[Problem details]:
Each line of the listing that includes "file" should be reported.
START Dataset content
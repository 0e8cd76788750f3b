//! Run-wide export tallies and progress events.

use std::path::PathBuf;

use chrono::{DateTime, Utc};

use super::models::Classification;

/// Image category tracked separately in the report.
#[derive(Debug, Clone, Copy, PartialEq, Eq)]
pub enum ImageClass {
    Featured,
    Inline,
}

/// A referenced media file that was not found on disk.
#[derive(Debug, Clone, PartialEq, Eq)]
pub struct MissingMedia {
    /// Slug of the item that references the file.
    pub slug: String,
    /// Source path that was checked.
    pub path: PathBuf,
}

/// Counters and diagnostics collected over one export run.
#[derive(Debug, Clone)]
pub struct ExportReport {
    pub started_at: DateTime<Utc>,
    pub authors: usize,
    pub tags: usize,
    pub posts: usize,
    pub posts_published: usize,
    pub posts_drafts: usize,
    pub pages: usize,
    pub pages_published: usize,
    pub pages_drafts: usize,
    pub featured_copied: usize,
    pub featured_missing: usize,
    pub inline_copied: usize,
    pub inline_missing: usize,
    pub missing_featured: Vec<MissingMedia>,
    pub missing_inline: Vec<MissingMedia>,
}

impl Default for ExportReport {
    fn default() -> Self {
        Self {
            started_at: Utc::now(),
            authors: 0,
            tags: 0,
            posts: 0,
            posts_published: 0,
            posts_drafts: 0,
            pages: 0,
            pages_published: 0,
            pages_drafts: 0,
            featured_copied: 0,
            featured_missing: 0,
            inline_copied: 0,
            inline_missing: 0,
            missing_featured: Vec::new(),
            missing_inline: Vec::new(),
        }
    }
}

impl ExportReport {
    /// Count one exported item in its kind/state bucket.
    pub fn record_item(&mut self, classification: &Classification) {
        match (classification.is_page(), classification.is_published()) {
            (true, true) => {
                self.pages += 1;
                self.pages_published += 1;
            }
            (true, false) => {
                self.pages += 1;
                self.pages_drafts += 1;
            }
            (false, true) => {
                self.posts += 1;
                self.posts_published += 1;
            }
            (false, false) => {
                self.posts += 1;
                self.posts_drafts += 1;
            }
        }
    }

    /// Count one copied image.
    pub fn record_copied(&mut self, class: ImageClass) {
        match class {
            ImageClass::Featured => self.featured_copied += 1,
            ImageClass::Inline => self.inline_copied += 1,
        }
    }

    /// Count one missing image and remember where it was looked for.
    pub fn record_missing(&mut self, class: ImageClass, slug: &str, path: PathBuf) {
        let entry = MissingMedia {
            slug: slug.to_string(),
            path,
        };
        match class {
            ImageClass::Featured => {
                self.featured_missing += 1;
                self.missing_featured.push(entry);
            }
            ImageClass::Inline => {
                self.inline_missing += 1;
                self.missing_inline.push(entry);
            }
        }
    }

    /// Total number of exported content items.
    #[must_use]
    pub const fn item_count(&self) -> usize {
        self.posts + self.pages
    }

    /// Seconds elapsed since the run started.
    #[must_use]
    pub fn elapsed_secs(&self) -> f64 {
        (Utc::now() - self.started_at)
            .to_std()
            .map_or(0.0, |elapsed| elapsed.as_secs_f64())
    }
}

/// Progress events emitted while exporting, one per written entity.
#[derive(Debug, Clone, PartialEq)]
pub enum ExportEvent {
    Author {
        username: String,
        name: Option<String>,
    },
    Tag {
        slug: String,
        name: Option<String>,
    },
    Item {
        classification: Classification,
        slug: String,
        title: Option<String>,
        inline_copied: usize,
        featured_copied: bool,
    },
}

#[cfg(test)]
mod tests {
    use super::*;
    use crate::domain::{ContentKind, EditorKind, PublicationState};

    fn classification(kind: ContentKind, state: PublicationState) -> Classification {
        Classification {
            kind,
            state,
            editor: EditorKind::Markdown,
        }
    }

    #[test]
    fn test_record_item_buckets() {
        let mut report = ExportReport::default();
        report.record_item(&classification(ContentKind::Regular, PublicationState::Published));
        report.record_item(&classification(ContentKind::Regular, PublicationState::Draft));
        report.record_item(&classification(ContentKind::Standalone, PublicationState::Draft));

        assert_eq!(report.posts, 2);
        assert_eq!(report.posts_published, 1);
        assert_eq!(report.posts_drafts, 1);
        assert_eq!(report.pages, 1);
        assert_eq!(report.pages_drafts, 1);
        assert_eq!(report.pages_published, 0);
        assert_eq!(report.item_count(), 3);
    }

    #[test]
    fn test_record_missing_keeps_lists_per_class() {
        let mut report = ExportReport::default();
        report.record_missing(ImageClass::Featured, "a", PathBuf::from("/m/1/a.jpg"));
        report.record_missing(ImageClass::Inline, "b", PathBuf::from("/m/2/b.jpg"));
        report.record_copied(ImageClass::Inline);

        assert_eq!(report.featured_missing, 1);
        assert_eq!(report.inline_missing, 1);
        assert_eq!(report.inline_copied, 1);
        assert_eq!(report.missing_featured[0].slug, "a");
        assert_eq!(report.missing_inline[0].path, PathBuf::from("/m/2/b.jpg"));
    }

    #[test]
    fn test_elapsed_secs() {
        let report = ExportReport {
            started_at: Utc::now() - chrono::Duration::milliseconds(1500),
            ..ExportReport::default()
        };
        assert!(report.elapsed_secs() >= 1.5);

        let future = ExportReport {
            started_at: Utc::now() + chrono::Duration::seconds(60),
            ..ExportReport::default()
        };
        assert!(future.elapsed_secs().abs() < f64::EPSILON);
    }
}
END Dataset content
[Result of the exercise]:
/// A referenced media file that was not found on disk.
    /// Slug of the item that references the file.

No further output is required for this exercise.